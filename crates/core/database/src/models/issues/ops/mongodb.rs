use bson::Document;
use mongodb::options::FindOptions;
use serde_json::Value;
use snapfix_result::Result;

use crate::MongoDb;
use crate::{DeclineEntry, Issue, IssueStatus, RawIssue};

use super::AbstractIssues;

static COL: &str = "issues";

fn decode(document: Document) -> Option<RawIssue> {
    match bson::from_document::<RawIssue>(document) {
        Ok(issue) => Some(issue),
        Err(err) => {
            warn!("Skipping undecodable issue document: {err}");
            None
        }
    }
}

#[async_trait]
impl AbstractIssues for MongoDb {
    /// Insert a new issue into the database
    async fn insert_issue(&self, issue: &Issue) -> Result<()> {
        self.insert_one(COL, issue)
            .await
            .map(|_| ())
            .map_err(|err| {
                error!("insert_one on {COL} failed for {}: {err}", issue.id);
                create_database_error!("insert_one", COL)
            })
    }

    /// Fetch an issue by its id
    async fn fetch_issue(&self, id: &str) -> Result<Option<RawIssue>> {
        self.find_one_by_id::<Document>(COL, id)
            .await
            .map(|document| document.and_then(decode))
            .map_err(|err| {
                error!("find_one on {COL} failed for {id}: {err}");
                create_database_error!("find_one", COL)
            })
    }

    /// Fetch all issues, most recent timestamp first
    async fn fetch_issues(&self) -> Result<Vec<RawIssue>> {
        self.find_with_options::<_, Document>(
            COL,
            doc! {},
            FindOptions::builder()
                .sort(doc! {
                    "timestamp": -1
                })
                .build(),
        )
        .await
        .map(|documents| documents.into_iter().filter_map(decode).collect())
        .map_err(|err| {
            error!("find on {COL} failed: {err}");
            create_database_error!("find", COL)
        })
    }

    /// Replace the report of a pending issue and append to its decline history
    async fn update_pending_issue(
        &self,
        id: &str,
        report: &Value,
        decline: &DeclineEntry,
    ) -> Result<bool> {
        let report = bson::to_bson(report).map_err(|_| create_error!(InternalError))?;
        let entry = bson::to_bson(decline).map_err(|_| create_error!(InternalError))?;

        self.update_one(
            COL,
            doc! {
                "_id": id,
                "status": IssueStatus::Pending.as_str()
            },
            doc! {
                "$set": {
                    "report": report,
                    "decline_reason": decline.reason.as_str(),
                    "timestamp": decline.timestamp.as_str()
                },
                "$push": {
                    "decline_history": entry
                }
            },
        )
        .await
        .map(|result| result.matched_count > 0)
        .map_err(|err| {
            error!("update_one on {COL} failed for {id}: {err}");
            create_database_error!("update_one", COL)
        })
    }

    /// Set the status of an issue and clear its decline state
    async fn update_issue_status(
        &self,
        id: &str,
        status: IssueStatus,
        timestamp: &str,
    ) -> Result<bool> {
        self.update_one(
            COL,
            doc! {
                "_id": id
            },
            doc! {
                "$set": {
                    "status": status.as_str(),
                    "timestamp": timestamp,
                    "decline_reason": null,
                    "decline_history": []
                }
            },
        )
        .await
        .map(|result| result.matched_count > 0)
        .map_err(|err| {
            error!("update_one on {COL} failed for {id}: {err}");
            create_database_error!("update_one", COL)
        })
    }
}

• _Task to carry out_
What is the number of lines in the records above that include the word "InternalError"? Reply with that number and nothing more.

• _Exercise result_
2